[Stored items]
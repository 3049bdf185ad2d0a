// ============================================================================
// Render Module
// Formatting values to display text and parsing entered text back
// ============================================================================
//
// This module provides:
// - format_decimal: value -> display text under a spec
// - parse_decimal: entered text -> value, lenient about partial input
// - ParseError: error types for parsing
//
// Formatted output is guaranteed to match the input pattern generated from
// the same spec, so a field can round-trip its own display text.

mod errors;
mod formatter;
mod parser;

pub use errors::{ParseError, ParseResult};
pub use formatter::format_decimal;
pub use parser::parse_decimal;
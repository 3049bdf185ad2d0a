// ============================================================================
// Parse Errors
// Error types for turning entered text back into values
// ============================================================================

use crate::spec::SpecError;
use std::fmt;

/// Errors raised when parsing user-entered numeric text.
#[derive(Debug, Clone, Copy, PartialEq, Eq)]
pub enum ParseError {
    /// Input was empty (or only a sign character)
    EmptyInput,
    /// Input is not a number under the spec's separators
    InvalidInput,
    /// Input was negative but the spec forbids negative values
    NegativeNotAllowed,
    /// The spec itself is invalid; nothing was parsed
    InvalidSpec(SpecError),
}

impl fmt::Display for ParseError {
    fn fmt(&self, f: &mut fmt::Formatter<'_>) -> fmt::Result {
        match self {
            ParseError::EmptyInput => write!(f, "input is empty"),
            ParseError::InvalidInput => write!(f, "invalid input: could not parse value"),
            ParseError::NegativeNotAllowed => {
                write!(f, "negative values are not allowed by the format")
            }
            ParseError::InvalidSpec(err) => write!(f, "invalid format spec: {}", err),
        }
    }
}

impl std::error::Error for ParseError {
    fn source(&self) -> Option<&(dyn std::error::Error + 'static)> {
        match self {
            ParseError::InvalidSpec(err) => Some(err),
            _ => None,
        }
    }
}

impl From<SpecError> for ParseError {
    fn from(err: SpecError) -> Self {
        ParseError::InvalidSpec(err)
    }
}

/// Result type alias for parsing
pub type ParseResult<T> = Result<T, ParseError>;
// ============================================================================
// Spec Module
// Immutable number format configuration and its validation
// ============================================================================
//
// This module provides:
// - NumberFormatSpec: separators, grouping size, digit limits, sign handling
// - SpecError: fail-fast validation errors naming the violated invariant
// - Locale presets for common formats
//
// Design principles:
// - Specs are value objects: built once, never mutated
// - Every consumer validates before use; no partial output on invalid specs

mod errors;
mod format_spec;

pub use errors::{SpecError, SpecResult};
pub use format_spec::{NumberFormatSpec, NON_BREAKING_SPACE};
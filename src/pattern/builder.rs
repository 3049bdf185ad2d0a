// ============================================================================
// Pattern Builder
// Renders a NumberFormatSpec into a keystroke-level input regex
// ============================================================================

use super::layout::GroupLayout;
use super::regex_tools::{character_selector, push_digit_run, push_escaped};
use crate::spec::{NumberFormatSpec, SpecResult};
use std::fmt::Write;

/// Builds a regular expression matching every legal keystroke sequence for a
/// number under a given [`NumberFormatSpec`]: the empty string, any prefix of
/// a correctly formatted number, and any fully formatted number. Grouping
/// separators are optional on input, so ungrouped digits are legal too.
///
/// The builder itself only holds input-acceptance options; all formatting
/// knowledge lives in the spec.
///
/// # Example
/// ```
/// use numentry::pattern::PatternBuilder;
/// use numentry::spec::NumberFormatSpec;
///
/// let spec = NumberFormatSpec::new(' ', ',')
///     .with_max_integer_digits(9)
///     .with_fraction_digits(0, 2);
/// let pattern = PatternBuilder::new().build(&spec).unwrap();
///
/// let re = regex::Regex::new(&pattern).unwrap();
/// assert!(re.is_match("123 456 789,12"));
/// assert!(re.is_match(""));
/// assert!(!re.is_match("1234567890"));
/// ```
#[derive(Debug, Clone, Copy, Default)]
pub struct PatternBuilder {
    integer_part_optional: bool,
    scientific_notation: bool,
}

impl PatternBuilder {
    pub fn new() -> Self {
        Self::default()
    }

    /// Builder method: Allow input to start directly at the decimal
    /// separator (e.g. `,5`), defaulting the integer part to zero.
    pub fn with_optional_integer_part(mut self, optional: bool) -> Self {
        self.integer_part_optional = optional;
        self
    }

    /// Builder method: Additionally accept scientific notation
    /// (e.g. `1,23e-4`) alongside the plain grouped form.
    pub fn with_scientific_notation(mut self, enabled: bool) -> Self {
        self.scientific_notation = enabled;
        self
    }

    /// Compile the spec into a regular expression string.
    ///
    /// # Errors
    /// [`SpecError`](crate::spec::SpecError) when the spec violates an
    /// invariant; no partial pattern is returned.
    pub fn build(&self, spec: &NumberFormatSpec) -> SpecResult<String> {
        spec.validate()?;

        let mut pattern = String::with_capacity(128);
        if self.scientific_notation {
            pattern.push('(');
            self.render_plain(&mut pattern, spec);
            pattern.push_str(")|(");
            self.render_scientific(&mut pattern, spec);
            pattern.push(')');
        } else {
            self.render_plain(&mut pattern, spec);
        }

        tracing::debug!(%pattern, "input pattern built");
        Ok(pattern)
    }

    /// The grouped decimal form: `^sign?( integer ( dec fraction )? )?$`.
    fn render_plain(&self, out: &mut String, spec: &NumberFormatSpec) {
        out.push('^');
        if spec.negative_allowed() {
            push_escaped(out, spec.sign_character());
            out.push('?');
        }

        // everything past the sign is optional, so the empty string matches
        out.push('(');
        self.render_integer_part(out, spec);
        if spec.max_fraction_digits() > 0 {
            out.push('(');
            push_escaped(out, spec.decimal_separator());
            push_digit_run(out, 0, spec.max_fraction_digits());
            out.push_str(")?");
        }
        out.push_str(")?$");
    }

    /// The integer digits, with every group boundary optionally preceded by
    /// the grouping separator.
    fn render_integer_part(&self, out: &mut String, spec: &NumberFormatSpec) {
        let input_chars = spec.input_grouping_characters();
        let sep = character_selector(input_chars[0], &input_chars[1..]);
        let leading_min = usize::from(!self.integer_part_optional);

        match GroupLayout::for_spec(spec) {
            GroupLayout::Single { digits } => {
                push_digit_run(out, leading_min, digits);
            }
            GroupLayout::Grouped {
                leading,
                middle: 0,
                group,
            } => {
                push_digit_run(out, leading_min, leading);
                let _ = write!(out, "{}?", sep);
                push_digit_run(out, 0, group);
            }
            GroupLayout::Grouped {
                leading,
                middle,
                group,
            } => {
                out.push_str("((");
                // either the leading group is present...
                push_digit_run(out, leading_min, leading);
                // ...followed by optionally separated full middle groups
                let _ = write!(out, "({}?\\d{{{}}}){{0,{}}}", sep, group, middle);
                // ...and an optionally separated partial trailing group
                let _ = write!(out, "({}?\\d{{0,{}}})?", sep, group);
                out.push_str(")|(");
                // or the number is shorter than the maximum and starts with
                // a group of up to full size
                push_digit_run(out, leading_min, group);
                if middle > 1 {
                    let _ = write!(out, "({}?\\d{{{}}}){{0,{}}}", sep, group, middle - 1);
                }
                let _ = write!(out, "({}?\\d{{0,{}}})?", sep, group);
                out.push_str("))");
            }
        }
    }

    /// Scientific form: one mantissa digit, optional fraction, optional
    /// exponent with optional negative sign.
    fn render_scientific(&self, out: &mut String, spec: &NumberFormatSpec) {
        out.push('^');
        if spec.negative_allowed() {
            push_escaped(out, spec.sign_character());
            out.push('?');
        }
        out.push_str("\\d(");
        push_escaped(out, spec.decimal_separator());
        out.push_str("\\d+)?((e|E)-?\\d*)?$");
    }
}

/// Compile a spec into an input pattern with the default options.
///
/// # Errors
/// [`SpecError`](crate::spec::SpecError) when the spec violates an invariant.
pub fn build_pattern(spec: &NumberFormatSpec) -> SpecResult<String> {
    PatternBuilder::new().build(spec)
}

→ **Requirement**
Exact repetition of every entry in the data is required.

→ **Output of the task**
repository 3049bdf185ad2d0a
// ============================================================================
// Render Module
// Formatting values to display text and parsing entered text back
// ============================================================================
//
// This module provides:
// - format_decimal: value -> display text under a spec
// - parse_decimal: entered text -> value, lenient about partial input
// - ParseError: error types for parsing
//
// Formatted output is guaranteed to match the input pattern generated from
// the same spec, so a field can round-trip its own display text.

mod errors;
mod formatter;
mod parser;

pub use errors::{ParseError, ParseResult};
pub use formatter::format_decimal;
pub use parser::parse_decimal;
repository 3049bdf185ad2d0a
// ============================================================================
// Parse Errors
// Error types for turning entered text back into values
// ============================================================================

use crate::spec::SpecError;
use std::fmt;

/// Errors raised when parsing user-entered numeric text.
#[derive(Debug, Clone, Copy, PartialEq, Eq)]
pub enum ParseError {
    /// Input was empty (or only a sign character)
    EmptyInput,
    /// Input is not a number under the spec's separators
    InvalidInput,
    /// Input was negative but the spec forbids negative values
    NegativeNotAllowed,
    /// The spec itself is invalid; nothing was parsed
    InvalidSpec(SpecError),
}

impl fmt::Display for ParseError {
    fn fmt(&self, f: &mut fmt::Formatter<'_>) -> fmt::Result {
        match self {
            ParseError::EmptyInput => write!(f, "input is empty"),
            ParseError::InvalidInput => write!(f, "invalid input: could not parse value"),
            ParseError::NegativeNotAllowed => {
                write!(f, "negative values are not allowed by the format")
            }
            ParseError::InvalidSpec(err) => write!(f, "invalid format spec: {}", err),
        }
    }
}

impl std::error::Error for ParseError {
    fn source(&self) -> Option<&(dyn std::error::Error + 'static)> {
        match self {
            ParseError::InvalidSpec(err) => Some(err),
            _ => None,
        }
    }
}

impl From<SpecError> for ParseError {
    fn from(err: SpecError) -> Self {
        ParseError::InvalidSpec(err)
    }
}

/// Result type alias for parsing
pub type ParseResult<T> = Result<T, ParseError>;
// ============================================================================
// Spec Module
// Immutable number format configuration and its validation
// ============================================================================
//
// This module provides:
// - NumberFormatSpec: separators, grouping size, digit limits, sign handling
// - SpecError: fail-fast validation errors naming the violated invariant
// - Locale presets for common formats
//
// Design principles:
// - Specs are value objects: built once, never mutated
// - Every consumer validates before use; no partial output on invalid specs

mod errors;
mod format_spec;

pub use errors::{SpecError, SpecResult};
pub use format_spec::{NumberFormatSpec, NON_BREAKING_SPACE};
filename src/pattern/builder.rs
repository 3049bdf185ad2d0a
// ============================================================================
// Pattern Builder
// Renders a NumberFormatSpec into a keystroke-level input regex
// ============================================================================

use super::layout::GroupLayout;
use super::regex_tools::{character_selector, push_digit_run, push_escaped};
use crate::spec::{NumberFormatSpec, SpecResult};
use std::fmt::Write;

/// Builds a regular expression matching every legal keystroke sequence for a
/// number under a given [`NumberFormatSpec`]: the empty string, any prefix of
/// a correctly formatted number, and any fully formatted number. Grouping
/// separators are optional on input, so ungrouped digits are legal too.
///
/// The builder itself only holds input-acceptance options; all formatting
/// knowledge lives in the spec.
///
/// # Example
/// ```
/// use numentry::pattern::PatternBuilder;
/// use numentry::spec::NumberFormatSpec;
///
/// let spec = NumberFormatSpec::new(' ', ',')
///     .with_max_integer_digits(9)
///     .with_fraction_digits(0, 2);
/// let pattern = PatternBuilder::new().build(&spec).unwrap();
///
/// let re = regex::Regex::new(&pattern).unwrap();
/// assert!(re.is_match("123 456 789,12"));
/// assert!(re.is_match(""));
/// assert!(!re.is_match("1234567890"));
/// ```
#[derive(Debug, Clone, Copy, Default)]
pub struct PatternBuilder {
    integer_part_optional: bool,
    scientific_notation: bool,
}

impl PatternBuilder {
    pub fn new() -> Self {
        Self::default()
    }

    /// Builder method: Allow input to start directly at the decimal
    /// separator (e.g. `,5`), defaulting the integer part to zero.
    pub fn with_optional_integer_part(mut self, optional: bool) -> Self {
        self.integer_part_optional = optional;
        self
    }

    /// Builder method: Additionally accept scientific notation
    /// (e.g. `1,23e-4`) alongside the plain grouped form.
    pub fn with_scientific_notation(mut self, enabled: bool) -> Self {
        self.scientific_notation = enabled;
        self
    }

    /// Compile the spec into a regular expression string.
    ///
    /// # Errors
    /// [`SpecError`](crate::spec::SpecError) when the spec violates an
    /// invariant; no partial pattern is returned.
    pub fn build(&self, spec: &NumberFormatSpec) -> SpecResult<String> {
        spec.validate()?;

        let mut pattern = String::with_capacity(128);
        if self.scientific_notation {
            pattern.push('(');
            self.render_plain(&mut pattern, spec);
            pattern.push_str(")|(");
            self.render_scientific(&mut pattern, spec);
            pattern.push(')');
        } else {
            self.render_plain(&mut pattern, spec);
        }

        tracing::debug!(%pattern, "input pattern built");
        Ok(pattern)
    }

    /// The grouped decimal form: `^sign?( integer ( dec fraction )? )?$`.
    fn render_plain(&self, out: &mut String, spec: &NumberFormatSpec) {
        out.push('^');
        if spec.negative_allowed() {
            push_escaped(out, spec.sign_character());
            out.push('?');
        }

        // everything past the sign is optional, so the empty string matches
        out.push('(');
        self.render_integer_part(out, spec);
        if spec.max_fraction_digits() > 0 {
            out.push('(');
            push_escaped(out, spec.decimal_separator());
            push_digit_run(out, 0, spec.max_fraction_digits());
            out.push_str(")?");
        }
        out.push_str(")?$");
    }

    /// The integer digits, with every group boundary optionally preceded by
    /// the grouping separator.
    fn render_integer_part(&self, out: &mut String, spec: &NumberFormatSpec) {
        let input_chars = spec.input_grouping_characters();
        let sep = character_selector(input_chars[0], &input_chars[1..]);
        let leading_min = usize::from(!self.integer_part_optional);

        match GroupLayout::for_spec(spec) {
            GroupLayout::Single { digits } => {
                push_digit_run(out, leading_min, digits);
            }
            GroupLayout::Grouped {
                leading,
                middle: 0,
                group,
            } => {
                push_digit_run(out, leading_min, leading);
                let _ = write!(out, "{}?", sep);
                push_digit_run(out, 0, group);
            }
            GroupLayout::Grouped {
                leading,
                middle,
                group,
            } => {
                out.push_str("((");
                // either the leading group is present...
                push_digit_run(out, leading_min, leading);
                // ...followed by optionally separated full middle groups
                let _ = write!(out, "({}?\\d{{{}}}){{0,{}}}", sep, group, middle);
                // ...and an optionally separated partial trailing group
                let _ = write!(out, "({}?\\d{{0,{}}})?", sep, group);
                out.push_str(")|(");
                // or the number is shorter than the maximum and starts with
                // a group of up to full size
                push_digit_run(out, leading_min, group);
                if middle > 1 {
                    let _ = write!(out, "({}?\\d{{{}}}){{0,{}}}", sep, group, middle - 1);
                }
                let _ = write!(out, "({}?\\d{{0,{}}})?", sep, group);
                out.push_str("))");
            }
        }
    }

    /// Scientific form: one mantissa digit, optional fraction, optional
    /// exponent with optional negative sign.
    fn render_scientific(&self, out: &mut String, spec: &NumberFormatSpec) {
        out.push('^');
        if spec.negative_allowed() {
            push_escaped(out, spec.sign_character());
            out.push('?');
        }
        out.push_str("\\d(");
        push_escaped(out, spec.decimal_separator());
        out.push_str("\\d+)?((e|E)-?\\d*)?$");
    }
}

/// Compile a spec into an input pattern with the default options.
///
/// # Errors
/// [`SpecError`](crate::spec::SpecError) when the spec violates an invariant.
pub fn build_pattern(spec: &NumberFormatSpec) -> SpecResult<String> {
    PatternBuilder::new().build(spec)
}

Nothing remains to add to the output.